Check out Coyote (which is an evolution of P) and allows you to "model check" .NET code to find hard to find race condition-y bugs in your implementation. We have used it very successfully on a number of projects at Microsoft. I should probably do more public talks on it to get the word out. Finding subtle bugs in your implementation using tools like Coyote is easier than most people realize.

TLA+ and Coyote pair quite well actually. Verifying the high level design in TLA+ while checking subtle bugs as you translate that design to an implemention.

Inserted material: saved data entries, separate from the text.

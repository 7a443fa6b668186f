use tracing_subscriber::{layer::SubscriberExt, util::SubscriberInitExt, EnvFilter};

fn default_filter(verbose: bool) -> EnvFilter {
    if verbose {
        EnvFilter::try_from_default_env()
            .unwrap_or_else(|_| EnvFilter::new("domain_sieve=debug,info"))
    } else {
        EnvFilter::try_from_default_env()
            .unwrap_or_else(|_| EnvFilter::new("domain_sieve=info"))
    }
}

pub fn init_cli_logger(verbose: bool) {
    tracing_subscriber::registry()
        .with(default_filter(verbose))
        .with(
            tracing_subscriber::fmt::layer()
                .with_target(false)
                .with_thread_ids(false)
                .with_file(false)
                .with_line_number(false)
                .compact(),
        )
        .init();
}

/// JSON 格式日誌，供排程系統收集
pub fn init_json_logger(verbose: bool) {
    tracing_subscriber::registry()
        .with(default_filter(verbose))
        .with(
            tracing_subscriber::fmt::layer()
                .with_target(false)
                .with_thread_ids(false)
                .with_file(false)
                .with_line_number(false)
                .json(),
        )
        .init();
}
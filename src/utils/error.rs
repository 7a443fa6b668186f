use thiserror::Error;

#[derive(Error, Debug)]
pub enum EtlError {
    #[error("Invalid domain name '{name}': no '.' separator")]
    InvalidName { name: String },

    #[error("Storage error: {0}")]
    StorageError(#[from] rusqlite::Error),

    #[error("IO error: {0}")]
    IoError(#[from] std::io::Error),

    #[error("Serialization error: {0}")]
    SerializationError(#[from] serde_json::Error),

    #[error("Configuration error: {message}")]
    ConfigError { message: String },

    #[error("Configuration error in '{field}': {message}")]
    ConfigValidationError { field: String, message: String },

    #[error("Invalid value '{value}' for '{field}': {reason}")]
    InvalidConfigValueError {
        field: String,
        value: String,
        reason: String,
    },
}

#[derive(Debug, Clone, Copy, PartialEq, Eq)]
pub enum ErrorCategory {
    Data,
    Storage,
    Configuration,
    System,
}

#[derive(Debug, Clone, Copy, PartialEq, Eq, PartialOrd, Ord)]
pub enum ErrorSeverity {
    Low,
    Medium,
    High,
    Critical,
}

impl EtlError {
    pub fn category(&self) -> ErrorCategory {
        match self {
            EtlError::InvalidName { .. } => ErrorCategory::Data,
            EtlError::StorageError(_) => ErrorCategory::Storage,
            EtlError::ConfigError { .. }
            | EtlError::ConfigValidationError { .. }
            | EtlError::InvalidConfigValueError { .. } => ErrorCategory::Configuration,
            EtlError::IoError(_) | EtlError::SerializationError(_) => ErrorCategory::System,
        }
    }

    pub fn severity(&self) -> ErrorSeverity {
        match self.category() {
            ErrorCategory::Data => ErrorSeverity::High,
            ErrorCategory::Configuration => ErrorSeverity::High,
            // 鎖定或忙碌的資料庫通常重試即可
            ErrorCategory::Storage if self.is_busy() => ErrorSeverity::Medium,
            ErrorCategory::Storage => ErrorSeverity::Critical,
            ErrorCategory::System => ErrorSeverity::Critical,
        }
    }

    fn is_busy(&self) -> bool {
        matches!(
            self,
            EtlError::StorageError(rusqlite::Error::SqliteFailure(e, _))
                if matches!(
                    e.code,
                    rusqlite::ErrorCode::DatabaseBusy | rusqlite::ErrorCode::DatabaseLocked
                )
        )
    }

    pub fn recovery_suggestion(&self) -> &'static str {
        match self {
            EtlError::InvalidName { .. } => {
                "Fix or remove the malformed row in `domains`, or rerun with --on-invalid-name skip"
            }
            EtlError::StorageError(_) if self.is_busy() => {
                "The database is in use by another process; retry once it is released"
            }
            EtlError::StorageError(_) => {
                "Check that the database path is correct and that the `domains` and `rules` tables have the expected columns"
            }
            EtlError::IoError(_) => "Check file permissions and available disk space",
            EtlError::SerializationError(_) => "Report this as a bug; the run report could not be serialized",
            EtlError::ConfigError { .. }
            | EtlError::ConfigValidationError { .. }
            | EtlError::InvalidConfigValueError { .. } => {
                "Review the configuration file and command line flags"
            }
        }
    }

    pub fn user_friendly_message(&self) -> String {
        match self {
            EtlError::InvalidName { name } => {
                format!("Domain '{}' has no suffix; the run was aborted and nothing was committed", name)
            }
            EtlError::StorageError(e) => format!("Database operation failed: {}", e),
            EtlError::IoError(e) => format!("File operation failed: {}", e),
            EtlError::SerializationError(e) => format!("Could not write report: {}", e),
            EtlError::ConfigError { message } => format!("Configuration problem: {}", message),
            EtlError::ConfigValidationError { field, message } => {
                format!("Configuration problem in '{}': {}", field, message)
            }
            EtlError::InvalidConfigValueError { field, value, reason } => {
                format!("'{}' is not a valid value for '{}': {}", value, field, reason)
            }
        }
    }
}

pub type Result<T> = std::result::Result<T, EtlError>;
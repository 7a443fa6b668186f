use crate::domain::model::PostfixCounts;

/// Default threshold above which a postfix count marks its names as garbage.
pub const DEFAULT_TOO_MANY: usize = 50;

/// Character class of one domain label. No internationalized names expected.
pub const DOMAIN_NAME_CHARS: &str = r"[a-zA-Z0-9\-]";

/// Escapes literal dots only; domain labels carry no other regex metacharacters.
pub fn escape_dots(value: &str) -> String {
    value.replace('.', r"\.")
}

/// Builds the garbage pattern for one project.
///
/// Every postfix counted strictly more than `too_many` times becomes a
/// `label.postfix` alternative; every exception becomes a leading
/// `(?!^name$)` lookahead. Both inputs empty yields an empty string.
pub fn assemble_regex(postfix_counts: &PostfixCounts, exceptions: &[String], too_many: usize) -> String {
    let garbage: Vec<String> = postfix_counts
        .iter()
        .filter(|(_, count)| *count > too_many)
        .map(|(postfix, _)| format!(r"{}+\.{}", DOMAIN_NAME_CHARS, escape_dots(postfix)))
        .collect();

    let mut result = String::new();
    for name in exceptions {
        result.push_str(&format!("(?!^{}$)", escape_dots(name)));
    }

    result + &garbage.join("|")
}
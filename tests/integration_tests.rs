use anyhow::Result;
use domain_sieve::core::DomainStore;
use domain_sieve::{EtlEngine, EtlError, RulePipeline, SqliteStore, TomlConfig};
use std::path::{Path, PathBuf};
use tempfile::TempDir;

fn toml_config(db_path: &Path, extra: &str) -> Result<TomlConfig> {
    let normalized_path = db_path.to_str().unwrap().replace('\\', "/");
    let content = format!(
        r#"
[job]
name = "integration"

[source]
database_path = "{}"
{}
"#,
        normalized_path, extra
    );
    Ok(TomlConfig::from_toml_str(&content)?)
}

async fn seed(temp_dir: &TempDir, projects: &[(i64, Vec<String>)]) -> Result<PathBuf> {
    let db_path = temp_dir.path().join("domains.db");
    let store = SqliteStore::create(&db_path)?;
    for (project_id, names) in projects {
        let refs: Vec<&str> = names.iter().map(String::as_str).collect();
        store.add_domains(*project_id, &refs).await?;
    }
    Ok(db_path)
}

fn garbage_project() -> Vec<String> {
    let mut names = vec!["a.com".to_string()];
    names.extend((0..51).map(|i| format!("r{}x.a.com", i)));
    names.extend((0..10).map(|i| format!("m{}.b.com", i)));
    names
}

#[tokio::test]
async fn test_end_to_end_commit_persists_rules() -> Result<()> {
    let temp_dir = TempDir::new()?;
    let db_path = seed(
        &temp_dir,
        &[
            (1, garbage_project()),
            (2, vec!["x.org".to_string(), "y.org".to_string()]),
        ],
    )
    .await?;

    let config = toml_config(&db_path, "[load]\ncommit = true")?;
    let engine = EtlEngine::new(RulePipeline::new(SqliteStore::open(&db_path)?, config));
    let report = engine.run().await?;

    assert_eq!(report.projects, 2);
    assert_eq!(report.rules_staged, 2);
    assert!(report.committed);
    assert_eq!(report.exceptions, 1);
    assert_eq!(report.garbage_postfixes, 1);
    drop(engine);

    let rules = SqliteStore::open(&db_path)?.rules().await?;
    assert_eq!(rules.len(), 2);
    assert_eq!(rules[0].project_id, 1);
    assert_eq!(rules[0].regexp, r"(?!^a\.com$)[a-zA-Z0-9\-]+\.a\.com");
    assert_eq!(rules[1].project_id, 2);
    assert_eq!(rules[1].regexp, "");
    Ok(())
}

#[tokio::test]
async fn test_dry_run_persists_nothing() -> Result<()> {
    let temp_dir = TempDir::new()?;
    let db_path = seed(&temp_dir, &[(1, garbage_project())]).await?;

    let config = toml_config(&db_path, "")?;
    let engine = EtlEngine::new(RulePipeline::new(SqliteStore::open(&db_path)?, config));
    let report = engine.run().await?;

    assert_eq!(report.rules_staged, 1);
    assert!(!report.committed);
    assert!(!engine.pipeline().store().in_transaction().await);
    drop(engine);

    assert!(SqliteStore::open(&db_path)?.rules().await?.is_empty());
    Ok(())
}

#[tokio::test]
async fn test_invalid_name_aborts_whole_run() -> Result<()> {
    let temp_dir = TempDir::new()?;
    let db_path = seed(
        &temp_dir,
        &[
            (1, garbage_project()),
            (2, vec!["fine.net".to_string(), "localhost".to_string()]),
        ],
    )
    .await?;

    let config = toml_config(&db_path, "[load]\ncommit = true")?;
    let engine = EtlEngine::new(RulePipeline::new(SqliteStore::open(&db_path)?, config));
    let err = engine.run().await.unwrap_err();

    assert!(matches!(err, EtlError::InvalidName { ref name } if name == "localhost"));
    drop(engine);

    // 第一個專案已處理但未提交
    assert!(SqliteStore::open(&db_path)?.rules().await?.is_empty());
    Ok(())
}

#[tokio::test]
async fn test_skip_policy_keeps_processing() -> Result<()> {
    let temp_dir = TempDir::new()?;
    let db_path = seed(
        &temp_dir,
        &[
            (1, garbage_project()),
            (2, vec!["fine.net".to_string(), "localhost".to_string()]),
        ],
    )
    .await?;

    let config = toml_config(
        &db_path,
        "[classify]\non_invalid_name = \"skip\"\n[load]\ncommit = true",
    )?;
    let engine = EtlEngine::new(RulePipeline::new(SqliteStore::open(&db_path)?, config));
    let report = engine.run().await?;

    assert_eq!(report.skipped_names, vec!["localhost".to_string()]);
    assert_eq!(engine.pipeline().store().rules().await?.len(), 2);
    Ok(())
}

#[tokio::test]
async fn test_one_rule_per_project_and_rerun_is_idempotent() -> Result<()> {
    let temp_dir = TempDir::new()?;
    let db_path = seed(
        &temp_dir,
        &[
            (10, garbage_project()),
            (20, vec!["only.io".to_string()]),
            (30, vec!["p.q.dev".to_string(), "q.dev".to_string()]),
        ],
    )
    .await?;

    let mut runs = Vec::new();
    for _ in 0..2 {
        let config = toml_config(&db_path, "[load]\ncommit = true")?;
        let engine = EtlEngine::new(RulePipeline::new(SqliteStore::open(&db_path)?, config));
        engine.run().await?;
        runs.push(engine.pipeline().store().rules().await?);
    }

    assert_eq!(runs[0], runs[1]);
    let ids: Vec<i64> = runs[0].iter().map(|r| r.project_id).collect();
    assert_eq!(ids, vec![10, 20, 30]);
    assert_eq!(runs[0][2].regexp, r"(?!^q\.dev$)");
    Ok(())
}

#[tokio::test]
async fn test_threshold_from_config() -> Result<()> {
    let temp_dir = TempDir::new()?;
    let names: Vec<String> = (0..4).map(|i| format!("h{}.cdn.net", i)).collect();
    let db_path = seed(&temp_dir, &[(1, names)]).await?;

    let config = toml_config(&db_path, "[classify]\ntoo_many = 3\n[load]\ncommit = true")?;
    let engine = EtlEngine::new(RulePipeline::new(SqliteStore::open(&db_path)?, config));
    let report = engine.run().await?;

    let store = engine.pipeline().store();
    assert_eq!(store.domain_names(1).await?.len(), 4);
    assert_eq!(report.garbage_postfixes, 1);
    assert_eq!(store.rules().await?[0].regexp, r"[a-zA-Z0-9\-]+\.cdn\.net");

    // 恰好等於門檻不算
    let config = toml_config(&db_path, "[classify]\ntoo_many = 4\n[load]\ncommit = true")?;
    let engine = EtlEngine::new(RulePipeline::new(SqliteStore::open(&db_path)?, config));
    engine.run().await?;
    assert_eq!(engine.pipeline().store().rules().await?[0].regexp, "");
    Ok(())
}

#[tokio::test]
async fn test_empty_database_produces_no_rules() -> Result<()> {
    let temp_dir = TempDir::new()?;
    let db_path = seed(&temp_dir, &[]).await?;

    let config = toml_config(&db_path, "[load]\ncommit = true")?;
    let engine = EtlEngine::new(RulePipeline::new(SqliteStore::open(&db_path)?, config));
    let report = engine.run().await?;

    assert_eq!(report.projects, 0);
    assert_eq!(report.rules_staged, 0);
    assert!(engine.pipeline().store().rules().await?.is_empty());
    Ok(())
}

#[tokio::test]
async fn test_missing_database_is_storage_error() {
    let temp_dir = TempDir::new().unwrap();
    let err = SqliteStore::open(temp_dir.path().join("nope.db")).err().unwrap();
    assert!(matches!(err, EtlError::StorageError(_)));
}
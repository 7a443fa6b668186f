use crate::domain::model::{Classification, InvalidNamePolicy, PostfixCounts};
use crate::utils::error::{EtlError, Result};

/// Returns everything after the first `.` of `name`.
///
/// This doubles as the only structural check on stored names: a bare label
/// is rejected with [`EtlError::InvalidName`].
pub fn postfix(name: &str) -> Result<&str> {
    match name.find('.') {
        Some(pos) => Ok(&name[pos + 1..]),
        None => Err(EtlError::InvalidName {
            name: name.to_string(),
        }),
    }
}

/// Splits one project's names into postfix frequencies and exceptions.
///
/// Pass 1 seeds every postfix with 0: if `sub.x.com` exists then `x.com` is
/// considered real. Pass 2 records names that are themselves seeded postfixes
/// as exceptions and counts the postfix of every other name.
pub fn classify(names: &[String], policy: InvalidNamePolicy) -> Result<Classification> {
    let mut skipped = Vec::new();
    let valid: Vec<&str> = match policy {
        InvalidNamePolicy::Abort => names.iter().map(String::as_str).collect(),
        InvalidNamePolicy::Skip => names
            .iter()
            .filter_map(|name| {
                if postfix(name).is_ok() {
                    Some(name.as_str())
                } else {
                    tracing::warn!("⚠️ Skipping malformed domain name: {}", name);
                    skipped.push(name.clone());
                    None
                }
            })
            .collect(),
    };

    let mut postfix_counts = PostfixCounts::new();
    for name in &valid {
        postfix_counts.seed(postfix(name)?);
    }

    let mut exceptions = Vec::new();
    for name in &valid {
        if postfix_counts.contains(name) {
            exceptions.push(name.to_string());
        } else {
            postfix_counts.increment(postfix(name)?);
        }
    }

    Ok(Classification {
        postfix_counts,
        exceptions,
        skipped,
    })
}
#[cfg(feature = "cli")]
pub mod cli;
pub mod toml_config;

#[cfg(feature = "cli")]
pub use cli::CliConfig;
pub use toml_config::TomlConfig;

pub const DEFAULT_DATABASE_PATH: &str = "domains.db";
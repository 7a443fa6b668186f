use chrono::{DateTime, Utc};
use serde::{Deserialize, Serialize};
use std::collections::HashMap;

pub type ProjectId = i64;

/// What to do with a domain name that has no `.` separator.
#[derive(Debug, Clone, Copy, Default, PartialEq, Eq, Serialize, Deserialize)]
#[cfg_attr(feature = "cli", derive(clap::ValueEnum))]
#[serde(rename_all = "lowercase")]
pub enum InvalidNamePolicy {
    /// 立即中止整批處理，不提交任何規則
    #[default]
    Abort,
    /// 略過該筆並記錄警告
    Skip,
}

impl std::fmt::Display for InvalidNamePolicy {
    fn fmt(&self, f: &mut std::fmt::Formatter<'_>) -> std::fmt::Result {
        match self {
            InvalidNamePolicy::Abort => write!(f, "abort"),
            InvalidNamePolicy::Skip => write!(f, "skip"),
        }
    }
}

/// 一個專案對應一條規則
#[derive(Debug, Clone, PartialEq, Eq, Serialize, Deserialize)]
pub struct Rule {
    pub project_id: ProjectId,
    pub regexp: String,
}

/// Per-project postfix frequencies, iterated in first-insertion order.
#[derive(Debug, Clone, Default, PartialEq, Eq)]
pub struct PostfixCounts {
    order: Vec<String>,
    counts: HashMap<String, usize>,
}

impl PostfixCounts {
    pub fn new() -> Self {
        Self::default()
    }

    /// Inserts `postfix` with a count of 0 unless it is already present.
    pub fn seed(&mut self, postfix: &str) {
        if !self.counts.contains_key(postfix) {
            self.order.push(postfix.to_string());
            self.counts.insert(postfix.to_string(), 0);
        }
    }

    pub fn increment(&mut self, postfix: &str) {
        match self.counts.get_mut(postfix) {
            Some(count) => *count += 1,
            None => {
                self.order.push(postfix.to_string());
                self.counts.insert(postfix.to_string(), 1);
            }
        }
    }

    pub fn contains(&self, postfix: &str) -> bool {
        self.counts.contains_key(postfix)
    }

    pub fn get(&self, postfix: &str) -> Option<usize> {
        self.counts.get(postfix).copied()
    }

    pub fn len(&self) -> usize {
        self.order.len()
    }

    pub fn is_empty(&self) -> bool {
        self.order.is_empty()
    }

    pub fn iter(&self) -> impl Iterator<Item = (&str, usize)> + '_ {
        self.order
            .iter()
            .map(move |postfix| (postfix.as_str(), self.counts[postfix]))
    }
}

impl<S: Into<String>> FromIterator<(S, usize)> for PostfixCounts {
    fn from_iter<I: IntoIterator<Item = (S, usize)>>(iter: I) -> Self {
        let mut map = Self::new();
        for (postfix, count) in iter {
            let postfix = postfix.into();
            if !map.counts.contains_key(&postfix) {
                map.order.push(postfix.clone());
            }
            map.counts.insert(postfix, count);
        }
        map
    }
}

#[derive(Debug, Clone, Default, PartialEq, Eq)]
pub struct Classification {
    pub postfix_counts: PostfixCounts,
    pub exceptions: Vec<String>,
    /// Names dropped under the `skip` invalid-name policy.
    pub skipped: Vec<String>,
}

#[derive(Debug, Clone)]
pub struct TransformResult {
    pub rule: Rule,
    pub exceptions: usize,
    pub garbage_postfixes: usize,
    pub skipped: Vec<String>,
}

#[derive(Debug, Clone, Serialize)]
pub struct LoadOutcome {
    pub rules_staged: usize,
    pub committed: bool,
}

#[derive(Debug, Clone, Serialize)]
pub struct RunReport {
    pub projects: usize,
    pub rules_staged: usize,
    pub committed: bool,
    pub exceptions: usize,
    pub garbage_postfixes: usize,
    pub skipped_names: Vec<String>,
    pub started_at: DateTime<Utc>,
    pub finished_at: DateTime<Utc>,
}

Aren't F* and Dafny kinda also solving this problem of bridging the gap between formal spec and executable code? Another interesting question is if there are gaps between the abstract systems-level specs of TLA and the relatively low-level specs of F* that might need bridging?

TLA+ is not an end-to-end system. You're not necessarily verifying your final code, most of the time you're only building a "toy" model of your high-level design and verifying that. So generating code from the model would not be helpful.

I don't remember the details, but I remember some people where comparing traces of execution between the program and the TLA+ code.

If the traces don't match, you've got a problem.